Nestled off the coast of Georgia and South Carolina, the storm track forecast is very similar to the look of a typical hurricane season, but there is potential for warm waters and tropical disturbance in the middle of the Atlantic.
The Atlantic basin has only had three Atlantic hurricanes this season (Harvey, Irma and Maria) and a total of only seven. For the seasonal record, a record 14 hurricanes formed in 1928. With the warmer than normal ocean temperatures across most of the Atlantic Basin, even if the season comes in on the weaker side this year, there is still potential for some hurricane activity this year.
This cooler than average water temperature in the Atlantic is a clear indication that we may be entering a more active season, but not too early. The Atlantic hurricane season begins June 1 and ends November 30. If there is above normal tropical development, the storms would likely form during the second half of the season (August through November).
A few locations may see potential Tropical Development This Season:
The Hurricane Prediction Center is monitoring the waters of the Atlantic for possible “Medusa shapes.” It has been over the last two months since we have seen these strong onshore winds. Not only are these strong onshore winds, they are no longer the strength of gale force winds. The most recent forecast from the National Hurricane Center (NHC) shows this November temperature anomaly will likely remain. Some computer models are calling for the wave formation to increase in strength beginning later this week. There is no need to panic and pray that this wave moves towards the northeast before approaching land. Since some computer models are calling for the wave to track more towards the west, here is what remains to be seen.
Additionally, the area of low pressure near the north/north-central Atlantic is showing signs of developing into a tropical storm or hurricane over the next several days. The swells produced by this system are potentially causing some minor beach erosion along the east coast of the U.S.
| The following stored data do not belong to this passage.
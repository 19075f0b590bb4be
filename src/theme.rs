//! Application theme built on the Catppuccin palettes.

use catppuccin::PALETTE;
use ratatui::style::Color;
use ratatui::widgets::BorderType;

/// Convert a catppuccin color to a ratatui color.
const fn palette_color(c: &catppuccin::Color) -> Color {
    Color::Rgb(c.rgb.r, c.rgb.g, c.rgb.b)
}

/// Application theme.
///
/// Holds all color values directly, independent of any specific palette.
/// Use the factory functions like [`Theme::catppuccin_mocha`] for the
/// built-in flavors.
#[derive(Debug, Clone, Copy)]
pub struct Theme {
    // Base colors
    pub base: Color,
    pub mantle: Color,
    pub crust: Color,

    // Surface colors
    pub surface0: Color,
    pub surface1: Color,
    pub surface2: Color,

    // Overlay colors
    pub overlay0: Color,
    pub overlay1: Color,

    // Text colors
    pub text: Color,
    pub subtext0: Color,
    pub subtext1: Color,

    // Accent colors
    pub mauve: Color,
    pub red: Color,
    pub peach: Color,
    pub yellow: Color,
    pub green: Color,
    pub teal: Color,
    pub sky: Color,
    pub blue: Color,
    pub lavender: Color,

    pub border_type: BorderType,
}

impl Theme {
    const fn from_catppuccin(flavor: &catppuccin::Flavor) -> Self {
        let c = &flavor.colors;
        Self {
            base: palette_color(&c.base),
            mantle: palette_color(&c.mantle),
            crust: palette_color(&c.crust),
            surface0: palette_color(&c.surface0),
            surface1: palette_color(&c.surface1),
            surface2: palette_color(&c.surface2),
            overlay0: palette_color(&c.overlay0),
            overlay1: palette_color(&c.overlay1),
            text: palette_color(&c.text),
            subtext0: palette_color(&c.subtext0),
            subtext1: palette_color(&c.subtext1),
            mauve: palette_color(&c.mauve),
            red: palette_color(&c.red),
            peach: palette_color(&c.peach),
            yellow: palette_color(&c.yellow),
            green: palette_color(&c.green),
            teal: palette_color(&c.teal),
            sky: palette_color(&c.sky),
            blue: palette_color(&c.blue),
            lavender: palette_color(&c.lavender),
            border_type: BorderType::Rounded,
        }
    }

    /// Catppuccin Mocha theme (dark).
    #[must_use]
    pub fn catppuccin_mocha() -> Self {
        Self::from_catppuccin(&PALETTE.mocha)
    }

    /// Catppuccin Latte theme (light).
    #[must_use]
    pub fn catppuccin_latte() -> Self {
        Self::from_catppuccin(&PALETTE.latte)
    }

    /// Catppuccin Frappé theme (dark).
    #[must_use]
    pub fn catppuccin_frappe() -> Self {
        Self::from_catppuccin(&PALETTE.frappe)
    }

    /// Catppuccin Macchiato theme (dark).
    #[must_use]
    pub fn catppuccin_macchiato() -> Self {
        Self::from_catppuccin(&PALETTE.macchiato)
    }

    // Semantic colors

    #[must_use]
    pub const fn success(&self) -> Color {
        self.green
    }

    #[must_use]
    pub const fn error(&self) -> Color {
        self.red
    }

    #[must_use]
    pub const fn info(&self) -> Color {
        self.sky
    }

    #[must_use]
    pub const fn border(&self) -> Color {
        self.surface1
    }

    #[must_use]
    pub const fn border_focused(&self) -> Color {
        self.lavender
    }

    #[must_use]
    pub const fn selection_bg(&self) -> Color {
        self.surface1
    }

    #[must_use]
    pub const fn header(&self) -> Color {
        self.yellow
    }
}

impl Default for Theme {
    fn default() -> Self {
        Self::catppuccin_mocha()
    }
}

/// A named theme for the selector overlay.
#[derive(Debug, Clone)]
pub struct ThemeInfo {
    pub name: &'static str,
    pub theme: Theme,
}

impl ThemeInfo {
    const fn new(name: &'static str, theme: Theme) -> Self {
        Self { name, theme }
    }
}

impl std::fmt::Display for ThemeInfo {
    fn fmt(&self, f: &mut std::fmt::Formatter<'_>) -> std::fmt::Result {
        write!(f, "{}", self.name)
    }
}

/// All built-in themes.
pub fn available_themes() -> Vec<ThemeInfo> {
    vec![
        ThemeInfo::new("Catppuccin Mocha", Theme::catppuccin_mocha()),
        ThemeInfo::new("Catppuccin Macchiato", Theme::catppuccin_macchiato()),
        ThemeInfo::new("Catppuccin Frappé", Theme::catppuccin_frappe()),
        ThemeInfo::new("Catppuccin Latte", Theme::catppuccin_latte()),
    ]
}

/// Look up a theme by name, falling back to the default.
pub fn theme_from_name(name: &str) -> Theme {
    available_themes()
        .into_iter()
        .find(|t| t.name == name)
        .map_or_else(Theme::default, |t| t.theme)
}

#[cfg(test)]
mod tests {
    use super::*;

    #[test]
    fn theme_lookup_by_name() {
        // A found name and a missing name must both produce a usable theme.
        let _ = theme_from_name("Catppuccin Latte");
        let _ = theme_from_name("No Such Theme");
    }

    #[test]
    fn all_themes_are_named_uniquely() {
        let themes = available_themes();
        let mut names: Vec<_> = themes.iter().map(|t| t.name).collect();
        names.sort_unstable();
        names.dedup();
        assert_eq!(names.len(), themes.len());
    }
}
//! Async command pattern for side effects.
//!
//! Commands represent async operations that run outside the main event loop:
//! the simulated news fetch, message delivery, sign-out, and clipboard
//! access. Screens return commands from `update()`, and the App spawns them.

mod clipboard;
mod env;

use async_trait::async_trait;
pub use clipboard::CopyToClipboardCmd;
pub use env::CommandEnv;

/// Async command that performs a side effect.
///
/// Commands typically send results back to the owning screen via a channel
/// captured at construction time.
#[async_trait]
pub trait Command: Send + 'static {
    /// Human-readable name for logging and error reporting.
    fn name(&self) -> String;

    /// Execute the command.
    async fn execute(self: Box<Self>) -> color_eyre::Result<()>;
}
The forecast models have been fairly consistent with this system, but the model guidance from the NHC is currently much less organized than the GFS. You can get an idea of this by comparing the EURO with the GFS.
The GFS model does have a lot of potential development with a low pressure system. However, to become a tropical storm or hurricane, the low pressure center would need to become centered in the central or northern Atlantic Ocean. This could cause some potential problems for the ocean waters, but fortunately this does not appear to be the case. A closer look at the NHC forecast will give us more details on possible development and development potential.
Hurricane season takes a direct path from Africa to the eastern U.S. by the middle of August. Almost 80 percent of hurricane activity occurs between August 15 and November 30. Based on the trend in the global atmosphere since last summer, it is likely more hurricanes could form over the next few months.
Hurricane Season Outlook:
According to the National Oceanic and Atmospheric Administration (NOAA), we are at a similar level of confidence in the hurricane season outlook to this time last year. However, you should take this same weather forecast with a grain of salt. There was a high amount of uncertainty coming into last year’s hurricane season. The NHC did say that the season would be slightly above normal, but it wasn’t until about a week before Hurricane Florence developed that the actual season was over.
As mentioned before, forecasts are not always accurate and sometimes there is not enough information to make predictions. If you have questions or are interested in this year’s hurricane forecast, please visit NOAA’s hurricane forecast web page. For those who just want the numbers for the NHC, here is what the organization said for 2019:
9 tropical cyclones are expected (2 “above normal” storms, 6 “below normal” storms)
5 hurricanes are expected (2 “above normal” storms, 2 “below normal” storms)
1 major hurricane is expected (0 “above normal” storms, 0 “below normal” storms)
1-2 typhoons are expected (0 “above normal” storms, 0 “below normal” storms)
Below is a breakdown of what is expected to happen over the next 9 months:
Between August 15 and November 30:
Temperatures on average in the Atlantic will be 1.2 degrees Fahrenheit above normal.
There will be an increase in the potential for tropical development during the hurricane season, but this number could change based on which system does not develop.
No more than 9 tropical storms will develop
No more than 8 hurricanes will develop
One major hurricane will develop
Tracking systems show that a northwest course is likely for September 13-21.